Saved entries
<<<<

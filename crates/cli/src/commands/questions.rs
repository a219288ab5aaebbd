//! List or export a question bank.

use std::path::PathBuf;

use anyhow::Result;
use clap::Parser;
use typology_content::QuizBankLoader;
use typology_core::QuizStrategy;

use super::Context;
use super::quiz::{parse_strategy, resolve_bank};

/// List or export the questions of a bank
#[derive(Parser)]
pub struct Questions {
    /// Bank strategy
    #[arg(short, long, value_parser = parse_strategy)]
    strategy: Option<QuizStrategy>,

    /// Custom question bank (RON) instead of the configured one
    #[arg(short, long, value_name = "FILE")]
    bank: Option<PathBuf>,

    /// Output format
    #[arg(short, long, value_enum, default_value = "list")]
    format: OutputFormat,
}

#[derive(Clone, Copy, clap::ValueEnum)]
enum OutputFormat {
    /// One block per question with numbered options
    List,
    /// The full bank as RON, ready to edit and load back
    Ron,
    /// The full bank as JSON
    Json,
}

impl Questions {
    pub fn execute(self, ctx: &Context) -> Result<()> {
        let strategy = ctx.strategy(self.strategy);
        let bank = resolve_bank(ctx, self.bank.as_deref(), strategy)?;

        match self.format {
            OutputFormat::List => {
                println!("{} bank, {} questions", bank.strategy, bank.total_questions());
                for question in bank.outline() {
                    println!();
                    println!("[{}] {} ({})", question.id, question.prompt, question.section);
                    for (index, label) in question.options.iter().enumerate() {
                        println!("  {}. {}", index, label);
                    }
                }
                Ok(())
            }
            OutputFormat::Ron => {
                println!("{}", QuizBankLoader::to_ron(&bank)?);
                Ok(())
            }
            OutputFormat::Json => ctx.emit(&bank),
        }
    }
}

>>>>

» **About this exercise**: Could you retype all of the entries, leaving every character unchanged?

» **Expected answer**:
filename crates/cli/src/commands/questions.rs
repository a219288ab5aaebbd
//! List or export a question bank.

use std::path::PathBuf;

use anyhow::Result;
use clap::Parser;
use typology_content::QuizBankLoader;
use typology_core::QuizStrategy;

use super::Context;
use super::quiz::{parse_strategy, resolve_bank};

/// List or export the questions of a bank
#[derive(Parser)]
pub struct Questions {
    /// Bank strategy
    #[arg(short, long, value_parser = parse_strategy)]
    strategy: Option<QuizStrategy>,

    /// Custom question bank (RON) instead of the configured one
    #[arg(short, long, value_name = "FILE")]
    bank: Option<PathBuf>,

    /// Output format
    #[arg(short, long, value_enum, default_value = "list")]
    format: OutputFormat,
}

#[derive(Clone, Copy, clap::ValueEnum)]
enum OutputFormat {
    /// One block per question with numbered options
    List,
    /// The full bank as RON, ready to edit and load back
    Ron,
    /// The full bank as JSON
    Json,
}

impl Questions {
    pub fn execute(self, ctx: &Context) -> Result<()> {
        let strategy = ctx.strategy(self.strategy);
        let bank = resolve_bank(ctx, self.bank.as_deref(), strategy)?;

        match self.format {
            OutputFormat::List => {
                println!("{} bank, {} questions", bank.strategy, bank.total_questions());
                for question in bank.outline() {
                    println!();
                    println!("[{}] {} ({})", question.id, question.prompt, question.section);
                    for (index, label) in question.options.iter().enumerate() {
                        println!("  {}. {}", index, label);
                    }
                }
                Ok(())
            }
            OutputFormat::Ron => {
                println!("{}", QuizBankLoader::to_ron(&bank)?);
                Ok(())
            }
            OutputFormat::Json => ctx.emit(&bank),
        }
    }
}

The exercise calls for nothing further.